KÂMİL: (Ar.) Er. 1. Bütün tam noksansız, eksiksiz. 2. Kemale ermiş olgun. 3.
Yaşını başını almış terbiyeli, görgülü. 4. Alim, bilgin, geniş bilgili. - (bkz.
Kemal).
KÂMİLE: (Ar.) Ka. - (bkz. Kamil).
KAMRAN:
(Fars.) Er. - İsteğine kavuşmuş olan.
KÂMURÂN: (Fars.). 1. Kâm sürücü, süren, arzusuna isteğine kavuşmuş mutlu. 2. Arzusuna
erişen, bahtiyar, mutlu. Erkek ve kadın adı olarak kullanılır.
KÂMVER:
(Fars.) Er. - İsteğine kavuşmuş, mutlu.
KANBER:
(Ar.) Er. 1. Hz. Ali'nin sadık, vefakâr kölesi. 2. Bir evin gediklisi.
KANDEMİR: (Tür.) Er. - Güçlü soydan gelen.

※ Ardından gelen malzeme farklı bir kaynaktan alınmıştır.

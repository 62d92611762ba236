//! One monitoring run: registry, prober and scheduler wired together.

use std::sync::Arc;
use std::time::{Duration, Instant};

use chrono::{DateTime, Local};
use log::info;
use tokio::runtime::Handle;

use crate::error::MonitorError;
use crate::prober::{Pinger, Prober};
use crate::registry::HostRegistry;
use crate::reporter::Reporter;
use crate::scheduler::{DEFAULT_REPORT_INTERVAL, DEFAULT_WARMUP, Scheduler};
use crate::stats::{JitterWindow, Snapshot};

#[derive(Debug, Clone, PartialEq)]
pub struct MonitorSettings {
    pub hosts: Vec<String>,
    pub probe_interval: Duration,
    pub report_interval: Duration,
    pub warmup: Duration,
    pub jitter_window: JitterWindow,
}

impl MonitorSettings {
    pub fn new<I, S>(hosts: I, probe_interval: Duration) -> Self
    where
        I: IntoIterator<Item = S>,
        S: Into<String>,
    {
        Self {
            hosts: hosts.into_iter().map(Into::into).collect(),
            probe_interval,
            report_interval: DEFAULT_REPORT_INTERVAL,
            warmup: DEFAULT_WARMUP,
            jitter_window: JitterWindow::default(),
        }
    }
}

#[derive(Debug, Clone, Copy)]
struct RunClock {
    started: Instant,
    started_at: DateTime<Local>,
}

impl RunClock {
    fn now() -> Self {
        Self {
            started: Instant::now(),
            started_at: Local::now(),
        }
    }
}

pub struct Monitor {
    registry: Arc<HostRegistry>,
    prober: Prober,
    scheduler: Scheduler,
    reporter: Option<Box<dyn Reporter>>,
    jitter_window: JitterWindow,
    probe_interval: Duration,
    clock: Option<RunClock>,
}

impl Monitor {
    /// Build a run over `settings.hosts`. Fails if a host is listed twice.
    pub fn new(
        runtime: Handle,
        settings: MonitorSettings,
        pinger: Arc<dyn Pinger>,
        reporter: impl Reporter,
    ) -> Result<Self, MonitorError> {
        let registry = Arc::new(HostRegistry::from_hosts(settings.hosts)?);
        let prober = Prober::new(Arc::clone(&registry), pinger);
        let scheduler = Scheduler::new(runtime, settings.probe_interval, settings.report_interval)
            .with_warmup(settings.warmup);

        Ok(Self {
            registry,
            prober,
            scheduler,
            reporter: Some(Box::new(reporter)),
            jitter_window: settings.jitter_window,
            probe_interval: settings.probe_interval,
            clock: None,
        })
    }

    pub fn start(&mut self) -> Result<(), MonitorError> {
        let clock = RunClock::now();

        let prober = self.prober.clone();
        self.scheduler.on_probe(move || {
            let prober = prober.clone();
            async move { prober.probe_once().await }
        });

        if let Some(mut reporter) = self.reporter.take() {
            let registry = Arc::clone(&self.registry);
            let window = self.jitter_window;
            let interval = self.probe_interval;
            self.scheduler.on_report(move || {
                let snapshot = capture(&registry, clock, window, interval);
                reporter.report(&snapshot);
            });
        }

        self.scheduler.start()?;
        self.clock = Some(clock);
        info!(
            "Monitoring {} hosts every {:?}",
            self.registry.len(),
            self.probe_interval
        );
        Ok(())
    }

    /// Stop probing and reporting. Probes already in flight still land in
    /// the registry afterwards.
    pub async fn stop(&mut self) {
        self.scheduler.stop().await;
    }

    pub fn is_running(&self) -> bool {
        self.scheduler.is_running()
    }

    /// Statistics as of now, e.g. for a final report after `stop`.
    pub fn snapshot(&self) -> Snapshot {
        let clock = self.clock.unwrap_or_else(RunClock::now);
        capture(&self.registry, clock, self.jitter_window, self.probe_interval)
    }

    pub fn registry(&self) -> &Arc<HostRegistry> {
        &self.registry
    }

    pub fn prober(&self) -> &Prober {
        &self.prober
    }
}

fn capture(
    registry: &HostRegistry,
    clock: RunClock,
    window: JitterWindow,
    interval: Duration,
) -> Snapshot {
    Snapshot::capture(registry, clock.started, window)
        .with_started_at(clock.started_at)
        .with_probe_interval(interval)
}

KANİ': (Ar.) Er. 1. Kanaat eden, yeter, bulup fazlasını istemeyen. 2. İnanmış
kanmış.
KANİYE: (Ar.) Ka. - (bkz. Kani).
KANSU:
(Tür.) Ka. 1. Çin'in kuzey batısında önemli bir sınır kenti. 2. Çin'de
müslümanların en çok bulunduğu eyalet.
KANTARA:
(Ar.). 1. Köprü, özellikle taştan yapılmış. 2. Su yolu, bend, hisar anlamına da
gelir. - Erkek ve kadın adı olarak kullanılır.
KANUN:
(Ar.) Er. 1. Devletin teşri, yasama kuvveti tarafından herkesçe uyulmak üzere
konulan her türlü nizam, kaide kural. 2. Herhangi bir mevzu üzerindeki kanunu
taşıyan kitap.
KANUNİ: (Ar.) Er. 1. Kanuna ait kararla ilgili. 2. Osmanlıların 10. padişahı Sultan
4. Süleyman'ın lakabı, Osmanlıların yükselme devrinin son padişahı. - Daha çok
lakab olarak kullanılır.
KANVER:
(Tür.) Er. - Kanını ver, asil.
KAPAR:
(Tür.) Er. - Akıl, ruh.
KAPKIN:
(Tür.) Er. - Uygun, düzenli.
KAPLAN: (Tür.) Vahşi kedigillerden, benekli,
yırtıcı hayvan.
KAPLAN GİRAY: (Tür.) Er. -(1680-1738) yıllan arasında Kırım hanı oldu. 3 defa han
olmuştur.
KAPSAM:
(Tür.) - Şümul ihtiva, ihata, istiab, manalarına gelen uydurma bir kelime. Erkek
ve kadın adı olarak kullanılır.
KAPTAN:
(İtal). 1. Bir geminin sevk ve idare sorumlusu. 2. Şehirlerarası otobüs şoförü.
3. Baş pilot.
KARAALP: (Tür.) Er. - Esmer, kara yağız yiğit.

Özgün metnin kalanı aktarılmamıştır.